Approximately 30% of US women are obese immediately prior to pregnancy (4). Epidemiological studies have revealed a strong association between obesity in pregnancy and adverse long-term consequences for offspring health and well-being (5); in particular, greater maternal pre-pregnancy body mass index (BMI) is linked to pregnancy complications (6) and progression of cardiovascular and metabolic diseases during the offspring’s adult life, including obesity, hyperinsulinemia, lipotoxicity, and increased metabolic inflammation (7, 8). This intergenerational transmission may partly explain the present exacerbated epidemic of obesity and metabolic diseases (9). In a recently published study, prenatal metabolomic analysis of maternal plasma revealed several metabolites that might potentially mediate the programming effect of maternal obesity, including amino acids, sterols, and nucleotides (9). Thus, the individual’s risk of obesity and metabolic disease can be influenced during the earliest periods of their life, embryonic development, and recognizing this creates an opportunity for truly early detection of these disorders.
Accumulating epidemiological evidence and data from animal models clearly demonstrate that maternal obesity is accompanied by metabolic inflammation, an increase in adipose tissue macrophages, and systemic elevation of cytokine levels (10). Data from our lab and others demonstrate that this form of inflammation extends to the placenta, indicating that maternal obesity exposes the fetus to chronic inflammation during gestation (11). This might explain why neonates born to obese mothers are at increased risk of bacterial sepsis and necrotizing enterocolitis (12). Moreover, it has been reported that immune system-related complications persist into adult life, placing the offspring of obese mothers at high risk of respiratory infections (13), asthma (14), wheezing (15), type 2 diabetes (16), and even cancer (17).

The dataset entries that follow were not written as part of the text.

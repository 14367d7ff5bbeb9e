//! One compression job slot.
//!
//! A slot moves `Idle -> Ready -> Compressing -> {Done | Error}`.  The pool
//! claims an idle slot (`Ready`), the worker thread runs the job
//! (`Compressing`, then a terminal state exactly once), and the terminal
//! state sticks until the guest polls it and the pool puts the slot back to
//! `Idle`.
//!
//! The state is the only thing shared between the worker and the dispatch
//! thread, so it lives in an atomic: the worker publishes with `Release`,
//! the poller observes with `Acquire`.

use std::ffi::{CStr, CString};
use std::fs::File;
use std::io::{self, BufWriter, Read, Write};
use std::os::fd::{AsRawFd, FromRawFd, OwnedFd, RawFd};
use std::os::unix::ffi::OsStrExt;
use std::sync::atomic::{AtomicU8, Ordering};

use tempfile::{Builder, NamedTempFile, TempPath};
use thiserror::Error;

use super::encoder::compress_pass;
use super::Threshold;
use crate::sysdefs::constants::HOST_AT_FDCWD;

/// Marker written as the first byte of every compressed file.
pub const COMPRESSED_MARKER: u8 = 1;

const TEMP_FILE_PREFIX: &str = "semihost-compress-";

#[derive(Debug, Clone, Copy, PartialEq, Eq)]
#[repr(u8)]
pub enum JobState {
    Idle = 0,
    Ready = 1,
    Compressing = 2,
    Done = 3,
    Error = 4,
}

impl JobState {
    fn from_u8(v: u8) -> JobState {
        match v {
            0 => JobState::Idle,
            1 => JobState::Ready,
            2 => JobState::Compressing,
            3 => JobState::Done,
            _ => JobState::Error,
        }
    }

    pub fn is_terminal(self) -> bool {
        matches!(self, JobState::Done | JobState::Error)
    }
}

/// Why a job ended in `Error`.  Only ever logged.
#[derive(Debug, Error)]
pub enum CompressError {
    #[error("cannot open source file: {0}")]
    OpenSource(#[source] io::Error),
    #[error("cannot create temporary file: {0}")]
    CreateTemp(#[source] io::Error),
    #[error("source does not start with a zero byte")]
    NotEligible,
    #[error("compression pass failed: {0}")]
    Pass(#[source] io::Error),
    #[error("cannot replace source file: {0}")]
    Replace(#[source] io::Error),
}

/// The directory a job's file name is relative to.
///
/// Always a descriptor of our own: a duplicate of the guest's directory fd,
/// or the working directory as it was at submit time.  The guest closing
/// (or reusing) its fd, or a later `chdir`, cannot move a running job.
#[derive(Debug)]
pub struct JobDir(OwnedFd);

impl JobDir {
    /// Duplicate a host directory fd, or pin the current directory when
    /// handed the host `AT_FDCWD`.
    pub fn from_host_fd(dirfd: RawFd) -> io::Result<JobDir> {
        let fd = if dirfd == HOST_AT_FDCWD {
            unsafe {
                libc::openat(
                    HOST_AT_FDCWD,
                    b".\0".as_ptr().cast(),
                    libc::O_RDONLY | libc::O_DIRECTORY | libc::O_CLOEXEC,
                )
            }
        } else {
            unsafe { libc::fcntl(dirfd, libc::F_DUPFD_CLOEXEC, 0) }
        };
        if fd < 0 {
            return Err(io::Error::last_os_error());
        }
        Ok(JobDir(unsafe { OwnedFd::from_raw_fd(fd) }))
    }

    fn raw(&self) -> RawFd {
        self.0.as_raw_fd()
    }

    fn openat(&self, name: &CStr, flags: libc::c_int, mode: libc::c_uint) -> io::Result<File> {
        let fd = unsafe { libc::openat(self.raw(), name.as_ptr(), flags | libc::O_CLOEXEC, mode) };
        if fd < 0 {
            return Err(io::Error::last_os_error());
        }
        Ok(unsafe { File::from_raw_fd(fd) })
    }
}

/// A single job slot.
#[derive(Debug)]
pub struct Compressor {
    state: AtomicU8,
    write_buf_size: usize,
    threshold: Threshold,
}

impl Compressor {
    pub fn new(write_buf_size: usize, threshold: Threshold) -> Self {
        Compressor {
            state: AtomicU8::new(JobState::Idle as u8),
            write_buf_size,
            threshold,
        }
    }

    pub fn state(&self) -> JobState {
        JobState::from_u8(self.state.load(Ordering::Acquire))
    }

    fn set_state(&self, state: JobState) {
        self.state.store(state as u8, Ordering::Release);
    }

    /// `Idle -> Ready`.  Fails if the slot is in any other state, so two
    /// submitters can never claim the same slot.
    pub fn try_claim(&self) -> bool {
        self.state
            .compare_exchange(
                JobState::Idle as u8,
                JobState::Ready as u8,
                Ordering::AcqRel,
                Ordering::Acquire,
            )
            .is_ok()
    }

    /// Terminal -> `Idle`, handing back the terminal state that was consumed.
    /// Non-terminal states are returned untouched.
    pub fn take_if_done(&self) -> JobState {
        let state = self.state();
        if state.is_terminal()
            && self
                .state
                .compare_exchange(state as u8, JobState::Idle as u8, Ordering::AcqRel, Ordering::Acquire)
                .is_ok()
        {
            return state;
        }
        state
    }

    /// Mark a claimed slot as failed without running anything (used when the
    /// worker thread cannot even be started).
    pub fn fail(&self) {
        self.set_state(JobState::Error);
    }

    /// Run a claimed job to completion on the calling thread.
    pub fn compress(&self, dir: &JobDir, file_name: &CStr) -> JobState {
        debug_assert_eq!(self.state(), JobState::Ready);
        self.set_state(JobState::Compressing);

        let result = match self.run(dir, file_name) {
            Ok(kept) => {
                log::info!(
                    "compressed {:?}: {}",
                    file_name,
                    if kept { "replaced" } else { "not worth keeping" }
                );
                JobState::Done
            }
            Err(e) => {
                log::warn!("compressing {:?} failed: {}", file_name, e);
                JobState::Error
            }
        };
        self.set_state(result);
        result
    }

    /// Returns whether the compressed version replaced the source.
    fn run(&self, dir: &JobDir, file_name: &CStr) -> Result<bool, CompressError> {
        let mut source = dir
            .openat(file_name, libc::O_RDONLY, 0)
            .map_err(CompressError::OpenSource)?;
        let temp = Builder::new()
            .prefix(TEMP_FILE_PREFIX)
            .tempfile()
            .map_err(CompressError::CreateTemp)?;

        let mut first = [0u8; 1];
        match source.read(&mut first) {
            Ok(1) if first[0] == 0 => {}
            Ok(_) => return Err(CompressError::NotEligible),
            Err(e) => return Err(CompressError::Pass(e)),
        }

        let compressed_size = self
            .write_compressed(&source, &temp)
            .map_err(CompressError::Pass)?;
        let original_size = source.metadata().map_err(CompressError::Pass)?.len();
        drop(source);

        // From here on the temp file is only needed by path.  Dropping the
        // TempPath on any early return removes it.
        let temp_path = temp.into_temp_path();
        if !self.threshold.accepts(compressed_size, original_size) {
            log::debug!(
                "{:?}: {} -> {} bytes is above the threshold",
                file_name,
                original_size,
                compressed_size
            );
            temp_path.close().map_err(CompressError::Replace)?;
            return Ok(false);
        }
        replace_file(temp_path, dir, file_name).map_err(CompressError::Replace)?;
        Ok(true)
    }

    /// Write the marker and the encoded body.  Returns the compressed size.
    fn write_compressed(&self, source: &File, temp: &NamedTempFile) -> io::Result<u64> {
        let mut out = BufWriter::with_capacity(self.write_buf_size, temp.as_file());
        out.write_all(&[COMPRESSED_MARKER])?;
        compress_pass(source, 1, &mut out)?;
        // Explicit flush: BufWriter's own drop-time flush swallows errors.
        out.flush()?;
        drop(out);
        Ok(temp.as_file().metadata()?.len())
    }
}

/// Renames `from` (a host path) to `name` inside `dir`.
type RenameFn = fn(&CStr, &JobDir, &CStr) -> io::Result<()>;

fn rename_into(from: &CStr, dir: &JobDir, name: &CStr) -> io::Result<()> {
    let ret = unsafe { libc::renameat(HOST_AT_FDCWD, from.as_ptr(), dir.raw(), name.as_ptr()) };
    if ret < 0 {
        return Err(io::Error::last_os_error());
    }
    Ok(())
}

/// Move the finished temp file over the source.
///
/// A plain rename when both live on one filesystem; otherwise copy the bytes
/// over the original and delete the temp file.
fn replace_file(temp_path: TempPath, dir: &JobDir, file_name: &CStr) -> io::Result<()> {
    replace_file_with(temp_path, dir, file_name, rename_into)
}

fn replace_file_with(
    temp_path: TempPath,
    dir: &JobDir,
    file_name: &CStr,
    rename: RenameFn,
) -> io::Result<()> {
    let c_temp = CString::new(temp_path.as_os_str().as_bytes())
        .map_err(|e| io::Error::new(io::ErrorKind::InvalidInput, e))?;
    match rename(&c_temp, dir, file_name) {
        Ok(()) => {
            // The temp path is gone now, don't let TempPath try to delete it.
            temp_path.keep().map_err(|e| e.error)?;
            return Ok(());
        }
        Err(e) if e.raw_os_error() == Some(libc::EXDEV) => {}
        Err(e) => return Err(e),
    }

    log::debug!("{:?}: temp dir is on another filesystem, copying", file_name);
    let mut from = File::open(&temp_path)?;
    let mut to = dir.openat(
        file_name,
        libc::O_WRONLY | libc::O_TRUNC | libc::O_CREAT,
        0o644,
    )?;
    io::copy(&mut from, &mut to)?;
    to.sync_all()?;
    temp_path.close()
}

The bone marrow (BM) is the primary site of hematopoiesis, and various physiological and pathological characteristics of the BM regulate the proliferation and migration of hematopoietic progenitors through blood into tissues (18). Published data reveal that the metabolic environment affects bone marrow activation, thereby leading to cardio-metabolic diseases and increased inflammation. Obesity, for example, has been linked to dysregulations in bone marrow homeostasis (19), and a mouse model of dyslipidemia and obesity reported elevated bone marrow hematopoietic activity and myeloid progenitor proliferation and expansion (20, 21). Furthermore, diabetes mellitus in mice is also associated with expansion of BM myeloid progenitors (22), myeloid cells and hematopoietic stem cells have been reported to undergo metabolic remodeling in adaptation to a changing metabolic environment (23, 24). What effect maternal obesity has on bone marrow metabolism in offspring remains to be determined.
We have recently generated and reported a mouse model of maternal high-fat diet (HFD)-feeding that recapitulates the metabolic dysregulations seen in humans born to obese mothers, including increased adiposity, glucose intolerance, asthma, and insulin resistance (25, 26). Here we conducted targeted metabolomic profiling of bone marrow cells in our mouse model of obesity-induced developmental programming, comparing profiles of newly-weaned offspring from mothers fed a high-fat diet to those from mothers fed a normal diet to identify changes in offspring bone marrow that carry increased risk for developing obesity-related metabolic disorders later in life. We also analyzed the immune complexity of offspring bone marrow and blood tissues to identify a novel set of surrogate biomarkers that aid predicting risk of future obesity-related disorders.
MATERIALS AND METHODS
Study approval.
All animal experiments were approved by the Oregon Health & Science University’s Institutional Animal Use Committee (Protocol # IP00432).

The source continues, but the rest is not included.